Traditional, New Media Mix It Up at CADM
The emphasis on traditional direct marketing channels working with new interactive efforts is what caught the attention of this director of e-marketing strategy at e-mail firm ExactTarget Inc., Indianapolis.
"What we're seeing in this conference is that people now understand that the Web has become the epicenter of marketing," Book said. "Indirect channels such as search, banner ads, print and broadcast, even PR, are attracting people to the Web where there's a smooth hand-off to digital direct marketing channels such as e-mail."
Though the show's attendance was nowhere near the Chicago DM Days' peak a few years ago, the emphasis on integrating traditional DM tactics with interactive did attract younger attendees to sessions. This year's show content focused on basic DM, business-to-business, CRM/database, direct response broadcast, interactive, lists/database and multichannel. Interactive marketing's influence or need for integration with other ploys was a common thread through many sessions.
One of the delegates at this event organized by the Chicago Association of Direct Marketing was Ann Ertsas, director of marketing and public relations at database giant Bacon's Information, Chicago.
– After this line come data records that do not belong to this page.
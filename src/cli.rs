//! Command-line interface definitions for the archive harvester.
//!
//! This module defines the CLI arguments and options using the `clap` crate.
//! Every option is optional: anything left unset falls back to the YAML
//! configuration file (when one is given) and then to the built-in defaults.

use crate::config::FailurePolicy;
use crate::models::Period;
use clap::Parser;

/// Command-line arguments for the archive harvester.
///
/// # Examples
///
/// ```sh
/// # Crawl January 2022 through the current month into the working directory
/// archive_harvester
///
/// # Crawl one year into ./out and stop at the first failed month
/// archive_harvester --start 2023-01 --end 2023-12 -o ./out --on-period-failure abort
///
/// # Load selectors and timings from a file
/// archive_harvester --config harvest.yaml
/// ```
#[derive(Parser, Debug)]
#[command(author, version, about)]
pub struct Cli {
    /// Optional path to a YAML configuration file
    #[arg(short, long, env = "HARVEST_CONFIG")]
    pub config: Option<String>,

    /// Directory that receives articles.html and articles.json
    #[arg(short, long)]
    pub output_dir: Option<String>,

    /// First archive month to crawl (YYYY-MM)
    #[arg(long)]
    pub start: Option<Period>,

    /// Last archive month to crawl (YYYY-MM); defaults to the current month
    #[arg(long)]
    pub end: Option<Period>,

    /// Archive root; month pages live at {base-url}/{year}/{month}
    #[arg(long)]
    pub base_url: Option<String>,

    /// What to do when a month cannot be crawled
    #[arg(long, value_enum)]
    pub on_period_failure: Option<FailurePolicy>,

    /// Maximum load-more clicks per month before the month is abandoned
    #[arg(long)]
    pub max_expansions: Option<usize>,

    /// Keep every record even when several share a URL
    #[arg(long)]
    pub keep_duplicates: bool,

    /// Show the browser window instead of running headless
    #[arg(long)]
    pub headful: bool,
}
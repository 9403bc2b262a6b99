//! Data models for archive periods and harvested articles.
//!
//! This module defines the core data structures used throughout the application:
//! - [`Period`]: One calendar month of the publication's archive
//! - [`ArticleRecord`]: A single article listing extracted from an archive page
//!
//! Records serialize with the `title`, `url` and `date` keys used by the
//! `articles.json` artifact.

use chrono::{DateTime, Datelike, Local, NaiveDate, NaiveDateTime, Utc};
use serde::{Deserialize, Serialize};
use std::fmt;
use std::str::FromStr;
use thiserror::Error;
use url::Url;

/// One calendar month of the archive, the unit of pagination.
///
/// Field order matters: the derived ordering compares `year` first and then
/// `month`, which is chronological order.
#[derive(Debug, Clone, Copy, PartialEq, Eq, PartialOrd, Ord, Hash, Serialize, Deserialize)]
#[serde(try_from = "String", into = "String")]
pub struct Period {
    year: i32,
    /// Calendar month, 1 through 12.
    month: u32,
}

/// Error returned when a `YYYY-MM` period string cannot be parsed.
#[derive(Debug, Error, PartialEq, Eq)]
#[error("invalid period `{input}`: expected YYYY-MM with a month between 1 and 12")]
pub struct PeriodParseError {
    input: String,
}

impl Period {
    /// Build a period, returning `None` when `month` is outside 1..=12.
    pub fn new(year: i32, month: u32) -> Option<Self> {
        (1..=12).contains(&month).then_some(Self { year, month })
    }

    /// The month containing the local wall-clock time right now.
    pub fn current() -> Self {
        let today = Local::now().date_naive();
        Self {
            year: today.year(),
            month: today.month(),
        }
    }

    pub fn year(&self) -> i32 {
        self.year
    }

    /// The following calendar month.
    pub fn succ(&self) -> Self {
        if self.month == 12 {
            Self {
                year: self.year + 1,
                month: 1,
            }
        } else {
            Self {
                year: self.year,
                month: self.month + 1,
            }
        }
    }

    /// Number of months from `self` to `other`; negative when `other` is earlier.
    pub fn months_until(&self, other: &Period) -> i64 {
        (i64::from(other.year) - i64::from(self.year)) * 12 + i64::from(other.month)
            - i64::from(self.month)
    }

    /// Archive page for this period, `{base}/{year}/{month}` with an unpadded month.
    pub fn archive_url(&self, base: &Url) -> Result<Url, url::ParseError> {
        let base = base.as_str().trim_end_matches('/');
        Url::parse(&format!("{}/{}/{}", base, self.year, self.month))
    }
}

impl fmt::Display for Period {
    fn fmt(&self, f: &mut fmt::Formatter<'_>) -> fmt::Result {
        write!(f, "{:04}-{:02}", self.year, self.month)
    }
}

impl FromStr for Period {
    type Err = PeriodParseError;

    fn from_str(s: &str) -> Result<Self, Self::Err> {
        let err = || PeriodParseError {
            input: s.to_string(),
        };
        let (year, month) = s.trim().split_once('-').ok_or_else(err)?;
        let year = year.parse::<i32>().map_err(|_| err())?;
        let month = month.parse::<u32>().map_err(|_| err())?;
        Period::new(year, month).ok_or_else(err)
    }
}

impl TryFrom<String> for Period {
    type Error = PeriodParseError;

    fn try_from(value: String) -> Result<Self, Self::Error> {
        value.parse()
    }
}

impl From<Period> for String {
    fn from(period: Period) -> Self {
        period.to_string()
    }
}

/// A single article listing harvested from an archive page.
///
/// Records are created by the extractor and never mutated afterwards. Two
/// records with the same `url` describe the same article.
#[derive(Debug, Clone, PartialEq, Eq, Serialize, Deserialize)]
pub struct ArticleRecord {
    /// Headline text, trimmed and never empty.
    pub title: String,
    /// Absolute link to the article.
    pub url: String,
    /// Publication timestamp, `null` in JSON when absent or unparsable.
    #[serde(rename = "date")]
    pub published_at: Option<DateTime<Utc>>,
}

/// Parse the `datetime` attribute of an archive `<time>` element.
///
/// Accepts RFC 3339, a naive `YYYY-MM-DDTHH:MM:SS` timestamp (read as UTC) and
/// a bare `YYYY-MM-DD` date (midnight UTC).
pub fn parse_published_at(raw: &str) -> Option<DateTime<Utc>> {
    let raw = raw.trim();
    if raw.is_empty() {
        return None;
    }
    if let Ok(dt) = DateTime::parse_from_rfc3339(raw) {
        return Some(dt.with_timezone(&Utc));
    }
    if let Ok(naive) = NaiveDateTime::parse_from_str(raw, "%Y-%m-%dT%H:%M:%S%.f") {
        return Some(naive.and_utc());
    }
    NaiveDate::parse_from_str(raw, "%Y-%m-%d")
        .ok()
        .and_then(|d| d.and_hms_opt(0, 0, 0))
        .map(|naive| naive.and_utc())
}
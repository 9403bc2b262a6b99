//! Headless Chromium session driven over the DevTools protocol.
//!
//! [`ChromeSession`] owns the browser process and the task pumping its CDP
//! event stream. When that task ends the browser is gone, so every later
//! failure on a [`ChromePage`] is reported as [`BrowserError::SessionLost`]
//! instead of a per-page fault.

use super::{ArchivePage, BrowserError, Presence, check_response_status};
use chromiumoxide::Page;
use chromiumoxide::browser::{Browser, BrowserConfig};
use futures::StreamExt;
use std::sync::Arc;
use std::sync::atomic::{AtomicBool, Ordering};
use std::time::Duration;
use tokio::task::JoinHandle;
use tokio::time::{Instant, sleep};
use tracing::{debug, info, instrument, warn};
use url::Url;

/// Interval between DOM probes while waiting for a selector.
const POLL_INTERVAL: Duration = Duration::from_millis(100);

/// A launched browser plus the task driving its CDP connection.
pub struct ChromeSession {
    browser: Browser,
    handler: JoinHandle<()>,
    alive: Arc<AtomicBool>,
}

impl ChromeSession {
    /// Launch Chromium, headless unless `headless` is false.
    #[instrument(level = "info", skip_all, fields(headless = headless))]
    pub async fn launch(headless: bool) -> Result<Self, BrowserError> {
        let builder = BrowserConfig::builder();
        let builder = if headless { builder } else { builder.with_head() };
        let config = builder.build().map_err(BrowserError::Launch)?;

        let (browser, mut handler) = Browser::launch(config)
            .await
            .map_err(|e| BrowserError::Launch(e.to_string()))?;

        let alive = Arc::new(AtomicBool::new(true));
        let flag = Arc::clone(&alive);
        let handler = tokio::spawn(async move {
            while let Some(event) = handler.next().await {
                if let Err(e) = event {
                    debug!(error = %e, "CDP handler event error");
                }
            }
            flag.store(false, Ordering::SeqCst);
            debug!("CDP handler stream ended");
        });

        info!("Browser session launched");
        Ok(Self {
            browser,
            handler,
            alive,
        })
    }

    /// Open a blank page in this session.
    pub async fn new_page(&self) -> Result<ChromePage, BrowserError> {
        let page = self
            .browser
            .new_page("about:blank")
            .await
            .map_err(|e| BrowserError::SessionLost(e.to_string()))?;
        Ok(ChromePage {
            page,
            alive: Arc::clone(&self.alive),
        })
    }

    /// Close the browser and wait for the process and handler task to exit.
    #[instrument(level = "info", skip_all)]
    pub async fn close(mut self) {
        if self.alive.load(Ordering::SeqCst) {
            if let Err(e) = self.browser.close().await {
                warn!(error = %e, "Failed to close browser cleanly");
            }
        }
        if let Err(e) = self.browser.wait().await {
            warn!(error = %e, "Failed to reap browser process");
        }
        if let Err(e) = self.handler.await {
            warn!(error = %e, "CDP handler task failed");
        }
        info!("Browser session closed");
    }
}

/// One tab of a [`ChromeSession`].
pub struct ChromePage {
    page: Page,
    alive: Arc<AtomicBool>,
}

impl ChromePage {
    /// Blame the session if the CDP connection is gone, the page otherwise.
    fn lost_or(
        &self,
        err: impl ToString,
        otherwise: impl FnOnce(String) -> BrowserError,
    ) -> BrowserError {
        let reason = err.to_string();
        if self.alive.load(Ordering::SeqCst) {
            otherwise(reason)
        } else {
            BrowserError::SessionLost(reason)
        }
    }
}

impl ArchivePage for ChromePage {
    async fn goto(&mut self, url: &Url) -> Result<(), BrowserError> {
        let navigation = |reason| BrowserError::Navigation {
            url: url.to_string(),
            reason,
        };
        if let Err(e) = self.page.goto(url.as_str()).await {
            return Err(self.lost_or(e, navigation));
        }
        // `goto` only fails on network errors; an HTTP error page still loads.
        let request = match self.page.wait_for_navigation_response().await {
            Ok(request) => request,
            Err(e) => return Err(self.lost_or(e, navigation)),
        };
        let status = request
            .as_ref()
            .and_then(|request| request.response.as_ref())
            .map(|response| response.status);
        debug!(%url, ?status, "Navigation response");
        check_response_status(url, status)
    }

    async fn wait_for(
        &mut self,
        selector: &str,
        timeout: Duration,
    ) -> Result<Presence, BrowserError> {
        let probe = presence_probe(selector);
        let deadline = Instant::now() + timeout;
        loop {
            let found = match self.page.evaluate(probe.clone()).await {
                Ok(result) => result
                    .into_value::<bool>()
                    .map_err(|e| BrowserError::Evaluation(e.to_string()))?,
                Err(e) => return Err(self.lost_or(e, BrowserError::Evaluation)),
            };
            if found {
                return Ok(Presence::Found);
            }
            if Instant::now() >= deadline {
                return Ok(Presence::Absent);
            }
            sleep(POLL_INTERVAL).await;
        }
    }

    async fn click(&mut self, selector: &str) -> Result<(), BrowserError> {
        let interaction = |reason| BrowserError::Interaction {
            selector: selector.to_string(),
            reason,
        };
        let element = match self.page.find_element(selector).await {
            Ok(element) => element,
            Err(e) => return Err(self.lost_or(e, interaction)),
        };
        match element.click().await {
            Ok(_) => Ok(()),
            Err(e) => Err(self.lost_or(e, interaction)),
        }
    }

    async fn html(&mut self) -> Result<String, BrowserError> {
        match self.page.content().await {
            Ok(html) => Ok(html),
            Err(e) => Err(self.lost_or(e, BrowserError::Evaluation)),
        }
    }
}

/// JavaScript expression that is `true` once `selector` matches an element.
fn presence_probe(selector: &str) -> String {
    // A JSON string literal is also a valid JavaScript string literal.
    let literal = serde_json::Value::String(selector.to_string()).to_string();
    format!("document.querySelector({}) !== null", literal)
}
"I think it's a nice show, not too overwhelming," Ertsas said. "The education sessions are usually good and relevant to how they touch on new trends. From a marketing standpoint, some might be basic, but there's some for all. For the really, really experienced people, they might need to have some more advanced sessions. Otherwise, they're pretty well-covered. They're well organized. Good networking opportunities."
Gustavo Gruber, business development manager for emerging markets at printer and supply chain manager Banta Direct Marketing Group, Oak Brook, IL, is a champion of ethnic marketing at CADM. He's also a veteran of several DM shows, including the CADMs. This year's speaker roster impressed him.
"Normally it used to be that people from Chicago would have to go New York or a national DMA show, but the information they get here is topnotch," Gruber said. "They're expanding into the emerging markets track, which provides very timely best practices, not only in the multicultural, but also the Asian and senior citizen markets."
Did he notice any changes in the exhibition hall layout? The booths did seem a more densely packed.
"It's a lot more warmer," Gruber said. "I see more traffic. There's a main session planned here and it's getting more traffic. They're doing a great job of getting people for the sessions to the exhibit area, which is what it's all about."
Others like consultant Jeff Molander had a different perspective. He also is a veteran of several direct and interactive shows, given his focus on affiliate marketing. He noticed Q Interactive CEO Matt Moog was keynote speaker yesterday, which said something about the shifting trends.
"I see that the interactive element of direct marketing was featured in the keynote," Molander said. "But I'm wondering where the local interactive crowd is in the exhibit hall."
It is easy to forgive their absence. Most of the 45-plus companies focused on the traditional end of the DM business, albeit with growing interactive units. In fact, the exhibitor list included industry heavyweights like AccuData America, Alterian, Banta, Canada Post, Cenveo, Consolidated Graphics, Federal Envelope Co., infoUSA's Sales Genie, Japs-Olson Co., Mackay Envelope Co., Moore Wallace Response Marketing Services, Real Latino Images, SPSS, Tribune Direct Marketing, Vertis and ZipSort.
Ben Mangan is president of Mangan Communications Inc., a Davenport, IA-based publisher of OSHA and DOT regulations materials using RegLogic training content. He was a DM Days attendee in the late 1980s and part of the late '90s. He returned in 2003 to glean more ideas for his firm.
"This used to be a huge show," Mangan said. "I don't know why, but at this show there's not a lot of different vendors here. This year I came because I was interested in digital printing. I got a few sources. Last time I was here there was more. I'm afraid next year there won't be so many vendors."